● What needs to be done: So that the copy matches the original, write out every entry exactly.

[Opening Available data section]

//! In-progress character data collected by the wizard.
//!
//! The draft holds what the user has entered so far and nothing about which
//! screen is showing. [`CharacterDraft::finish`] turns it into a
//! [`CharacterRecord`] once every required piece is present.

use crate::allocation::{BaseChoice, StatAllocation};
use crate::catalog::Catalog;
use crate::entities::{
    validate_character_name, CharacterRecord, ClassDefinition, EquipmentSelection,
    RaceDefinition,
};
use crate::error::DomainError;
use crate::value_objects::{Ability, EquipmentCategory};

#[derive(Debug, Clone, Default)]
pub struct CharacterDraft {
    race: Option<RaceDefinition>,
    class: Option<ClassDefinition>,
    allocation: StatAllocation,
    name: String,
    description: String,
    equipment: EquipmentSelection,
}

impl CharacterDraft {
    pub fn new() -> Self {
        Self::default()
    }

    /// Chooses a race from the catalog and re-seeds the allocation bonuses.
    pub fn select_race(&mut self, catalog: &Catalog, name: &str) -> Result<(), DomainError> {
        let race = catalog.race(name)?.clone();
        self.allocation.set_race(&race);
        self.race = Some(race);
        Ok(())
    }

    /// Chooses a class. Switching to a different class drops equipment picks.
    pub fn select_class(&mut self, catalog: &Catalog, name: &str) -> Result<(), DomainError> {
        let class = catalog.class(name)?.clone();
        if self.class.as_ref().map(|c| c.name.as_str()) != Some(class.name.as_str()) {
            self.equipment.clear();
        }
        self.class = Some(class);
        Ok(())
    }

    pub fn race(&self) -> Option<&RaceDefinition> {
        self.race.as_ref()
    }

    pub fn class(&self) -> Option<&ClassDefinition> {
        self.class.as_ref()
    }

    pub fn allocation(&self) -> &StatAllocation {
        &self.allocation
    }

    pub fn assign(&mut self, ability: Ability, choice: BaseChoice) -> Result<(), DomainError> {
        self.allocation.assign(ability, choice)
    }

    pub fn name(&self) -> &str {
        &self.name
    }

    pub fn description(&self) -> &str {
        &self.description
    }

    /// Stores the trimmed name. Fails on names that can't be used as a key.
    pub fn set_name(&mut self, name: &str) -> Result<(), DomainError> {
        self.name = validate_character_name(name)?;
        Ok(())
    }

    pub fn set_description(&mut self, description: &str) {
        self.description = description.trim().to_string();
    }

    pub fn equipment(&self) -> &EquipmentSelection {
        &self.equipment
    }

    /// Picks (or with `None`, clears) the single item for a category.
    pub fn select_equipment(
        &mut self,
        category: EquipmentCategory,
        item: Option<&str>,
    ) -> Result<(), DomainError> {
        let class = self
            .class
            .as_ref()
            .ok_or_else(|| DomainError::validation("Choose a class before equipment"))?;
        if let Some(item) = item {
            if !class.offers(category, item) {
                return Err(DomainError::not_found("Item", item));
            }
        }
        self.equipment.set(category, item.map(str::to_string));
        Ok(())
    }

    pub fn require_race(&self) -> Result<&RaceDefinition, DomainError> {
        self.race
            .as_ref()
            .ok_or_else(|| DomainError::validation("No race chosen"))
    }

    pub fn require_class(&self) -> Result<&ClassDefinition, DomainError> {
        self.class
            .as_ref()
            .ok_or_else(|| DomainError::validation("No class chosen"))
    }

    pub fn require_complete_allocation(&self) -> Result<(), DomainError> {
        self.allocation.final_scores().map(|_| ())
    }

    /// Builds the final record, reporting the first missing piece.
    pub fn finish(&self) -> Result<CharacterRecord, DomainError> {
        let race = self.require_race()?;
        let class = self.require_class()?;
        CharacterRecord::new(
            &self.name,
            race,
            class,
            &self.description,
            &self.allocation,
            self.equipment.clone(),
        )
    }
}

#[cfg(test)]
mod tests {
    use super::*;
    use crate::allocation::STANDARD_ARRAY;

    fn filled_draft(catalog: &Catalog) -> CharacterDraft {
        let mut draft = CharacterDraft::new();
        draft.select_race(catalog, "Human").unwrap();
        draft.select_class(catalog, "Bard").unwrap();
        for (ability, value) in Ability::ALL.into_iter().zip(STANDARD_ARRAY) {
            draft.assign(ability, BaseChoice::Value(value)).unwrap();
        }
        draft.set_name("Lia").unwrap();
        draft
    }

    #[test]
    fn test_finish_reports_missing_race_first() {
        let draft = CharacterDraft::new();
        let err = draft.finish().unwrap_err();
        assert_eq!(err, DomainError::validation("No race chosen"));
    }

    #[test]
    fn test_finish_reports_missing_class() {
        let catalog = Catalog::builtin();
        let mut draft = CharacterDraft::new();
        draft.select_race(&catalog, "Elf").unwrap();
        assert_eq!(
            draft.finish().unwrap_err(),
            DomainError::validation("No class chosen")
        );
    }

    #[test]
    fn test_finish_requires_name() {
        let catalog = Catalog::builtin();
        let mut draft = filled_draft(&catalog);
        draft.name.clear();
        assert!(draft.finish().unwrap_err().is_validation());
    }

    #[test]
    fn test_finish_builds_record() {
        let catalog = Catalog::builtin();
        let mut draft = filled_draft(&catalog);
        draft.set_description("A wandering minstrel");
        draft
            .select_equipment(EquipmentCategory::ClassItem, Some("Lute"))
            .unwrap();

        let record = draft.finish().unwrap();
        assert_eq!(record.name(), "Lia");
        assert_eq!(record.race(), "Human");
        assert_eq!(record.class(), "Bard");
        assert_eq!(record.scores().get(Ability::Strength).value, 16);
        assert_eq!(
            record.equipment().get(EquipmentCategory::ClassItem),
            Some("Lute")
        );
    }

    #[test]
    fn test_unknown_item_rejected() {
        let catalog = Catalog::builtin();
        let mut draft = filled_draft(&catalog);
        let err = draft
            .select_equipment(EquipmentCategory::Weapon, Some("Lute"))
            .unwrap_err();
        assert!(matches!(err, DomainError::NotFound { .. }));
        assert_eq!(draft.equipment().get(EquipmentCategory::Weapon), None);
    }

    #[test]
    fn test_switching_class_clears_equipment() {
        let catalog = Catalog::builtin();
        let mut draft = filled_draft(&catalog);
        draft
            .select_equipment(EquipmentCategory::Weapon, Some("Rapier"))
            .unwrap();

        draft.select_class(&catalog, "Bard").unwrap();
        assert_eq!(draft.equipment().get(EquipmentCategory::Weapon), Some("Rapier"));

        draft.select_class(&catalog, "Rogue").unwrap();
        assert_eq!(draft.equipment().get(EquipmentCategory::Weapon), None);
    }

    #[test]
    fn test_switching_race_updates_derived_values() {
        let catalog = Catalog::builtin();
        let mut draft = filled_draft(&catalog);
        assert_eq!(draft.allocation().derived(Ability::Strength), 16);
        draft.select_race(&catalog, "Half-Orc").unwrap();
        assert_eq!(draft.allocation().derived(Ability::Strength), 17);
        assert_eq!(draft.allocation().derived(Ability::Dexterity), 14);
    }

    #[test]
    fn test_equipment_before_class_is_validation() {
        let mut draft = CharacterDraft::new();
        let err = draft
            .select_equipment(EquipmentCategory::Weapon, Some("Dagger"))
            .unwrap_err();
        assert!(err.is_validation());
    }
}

[Closing Available data section]

● Result:
//! In-progress character data collected by the wizard.
//!
//! The draft holds what the user has entered so far and nothing about which
//! screen is showing. [`CharacterDraft::finish`] turns it into a
//! [`CharacterRecord`] once every required piece is present.

use crate::allocation::{BaseChoice, StatAllocation};
use crate::catalog::Catalog;
use crate::entities::{
    validate_character_name, CharacterRecord, ClassDefinition, EquipmentSelection,
    RaceDefinition,
};
use crate::error::DomainError;
use crate::value_objects::{Ability, EquipmentCategory};

#[derive(Debug, Clone, Default)]
pub struct CharacterDraft {
    race: Option<RaceDefinition>,
    class: Option<ClassDefinition>,
    allocation: StatAllocation,
    name: String,
    description: String,
    equipment: EquipmentSelection,
}

impl CharacterDraft {
    pub fn new() -> Self {
        Self::default()
    }

    /// Chooses a race from the catalog and re-seeds the allocation bonuses.
    pub fn select_race(&mut self, catalog: &Catalog, name: &str) -> Result<(), DomainError> {
        let race = catalog.race(name)?.clone();
        self.allocation.set_race(&race);
        self.race = Some(race);
        Ok(())
    }

    /// Chooses a class. Switching to a different class drops equipment picks.
    pub fn select_class(&mut self, catalog: &Catalog, name: &str) -> Result<(), DomainError> {
        let class = catalog.class(name)?.clone();
        if self.class.as_ref().map(|c| c.name.as_str()) != Some(class.name.as_str()) {
            self.equipment.clear();
        }
        self.class = Some(class);
        Ok(())
    }

    pub fn race(&self) -> Option<&RaceDefinition> {
        self.race.as_ref()
    }

    pub fn class(&self) -> Option<&ClassDefinition> {
        self.class.as_ref()
    }

    pub fn allocation(&self) -> &StatAllocation {
        &self.allocation
    }

    pub fn assign(&mut self, ability: Ability, choice: BaseChoice) -> Result<(), DomainError> {
        self.allocation.assign(ability, choice)
    }

    pub fn name(&self) -> &str {
        &self.name
    }

    pub fn description(&self) -> &str {
        &self.description
    }

    /// Stores the trimmed name. Fails on names that can't be used as a key.
    pub fn set_name(&mut self, name: &str) -> Result<(), DomainError> {
        self.name = validate_character_name(name)?;
        Ok(())
    }

    pub fn set_description(&mut self, description: &str) {
        self.description = description.trim().to_string();
    }

    pub fn equipment(&self) -> &EquipmentSelection {
        &self.equipment
    }

    /// Picks (or with `None`, clears) the single item for a category.
    pub fn select_equipment(
        &mut self,
        category: EquipmentCategory,
        item: Option<&str>,
    ) -> Result<(), DomainError> {
        let class = self
            .class
            .as_ref()
            .ok_or_else(|| DomainError::validation("Choose a class before equipment"))?;
        if let Some(item) = item {
            if !class.offers(category, item) {
                return Err(DomainError::not_found("Item", item));
            }
        }
        self.equipment.set(category, item.map(str::to_string));
        Ok(())
    }

    pub fn require_race(&self) -> Result<&RaceDefinition, DomainError> {
        self.race
            .as_ref()
            .ok_or_else(|| DomainError::validation("No race chosen"))
    }

    pub fn require_class(&self) -> Result<&ClassDefinition, DomainError> {
        self.class
            .as_ref()
            .ok_or_else(|| DomainError::validation("No class chosen"))
    }

    pub fn require_complete_allocation(&self) -> Result<(), DomainError> {
        self.allocation.final_scores().map(|_| ())
    }

    /// Builds the final record, reporting the first missing piece.
    pub fn finish(&self) -> Result<CharacterRecord, DomainError> {
        let race = self.require_race()?;
        let class = self.require_class()?;
        CharacterRecord::new(
            &self.name,
            race,
            class,
            &self.description,
            &self.allocation,
            self.equipment.clone(),
        )
    }
}

#[cfg(test)]
mod tests {
    use super::*;
    use crate::allocation::STANDARD_ARRAY;

    fn filled_draft(catalog: &Catalog) -> CharacterDraft {
        let mut draft = CharacterDraft::new();
        draft.select_race(catalog, "Human").unwrap();
        draft.select_class(catalog, "Bard").unwrap();
        for (ability, value) in Ability::ALL.into_iter().zip(STANDARD_ARRAY) {
            draft.assign(ability, BaseChoice::Value(value)).unwrap();
        }
        draft.set_name("Lia").unwrap();
        draft
    }

    #[test]
    fn test_finish_reports_missing_race_first() {
        let draft = CharacterDraft::new();
        let err = draft.finish().unwrap_err();
        assert_eq!(err, DomainError::validation("No race chosen"));
    }

    #[test]
    fn test_finish_reports_missing_class() {
        let catalog = Catalog::builtin();
        let mut draft = CharacterDraft::new();
        draft.select_race(&catalog, "Elf").unwrap();
        assert_eq!(
            draft.finish().unwrap_err(),
            DomainError::validation("No class chosen")
        );
    }

    #[test]
    fn test_finish_requires_name() {
        let catalog = Catalog::builtin();
        let mut draft = filled_draft(&catalog);
        draft.name.clear();
        assert!(draft.finish().unwrap_err().is_validation());
    }

    #[test]
    fn test_finish_builds_record() {
        let catalog = Catalog::builtin();
        let mut draft = filled_draft(&catalog);
        draft.set_description("A wandering minstrel");
        draft
            .select_equipment(EquipmentCategory::ClassItem, Some("Lute"))
            .unwrap();

        let record = draft.finish().unwrap();
        assert_eq!(record.name(), "Lia");
        assert_eq!(record.race(), "Human");
        assert_eq!(record.class(), "Bard");
        assert_eq!(record.scores().get(Ability::Strength).value, 16);
        assert_eq!(
            record.equipment().get(EquipmentCategory::ClassItem),
            Some("Lute")
        );
    }

    #[test]
    fn test_unknown_item_rejected() {
        let catalog = Catalog::builtin();
        let mut draft = filled_draft(&catalog);
        let err = draft
            .select_equipment(EquipmentCategory::Weapon, Some("Lute"))
            .unwrap_err();
        assert!(matches!(err, DomainError::NotFound { .. }));
        assert_eq!(draft.equipment().get(EquipmentCategory::Weapon), None);
    }

    #[test]
    fn test_switching_class_clears_equipment() {
        let catalog = Catalog::builtin();
        let mut draft = filled_draft(&catalog);
        draft
            .select_equipment(EquipmentCategory::Weapon, Some("Rapier"))
            .unwrap();

        draft.select_class(&catalog, "Bard").unwrap();
        assert_eq!(draft.equipment().get(EquipmentCategory::Weapon), Some("Rapier"));

        draft.select_class(&catalog, "Rogue").unwrap();
        assert_eq!(draft.equipment().get(EquipmentCategory::Weapon), None);
    }

    #[test]
    fn test_switching_race_updates_derived_values() {
        let catalog = Catalog::builtin();
        let mut draft = filled_draft(&catalog);
        assert_eq!(draft.allocation().derived(Ability::Strength), 16);
        draft.select_race(&catalog, "Half-Orc").unwrap();
        assert_eq!(draft.allocation().derived(Ability::Strength), 17);
        assert_eq!(draft.allocation().derived(Ability::Dexterity), 14);
    }

    #[test]
    fn test_equipment_before_class_is_validation() {
        let mut draft = CharacterDraft::new();
        let err = draft
            .select_equipment(EquipmentCategory::Weapon, Some("Dagger"))
            .unwrap_err();
        assert!(err.is_validation());
    }
}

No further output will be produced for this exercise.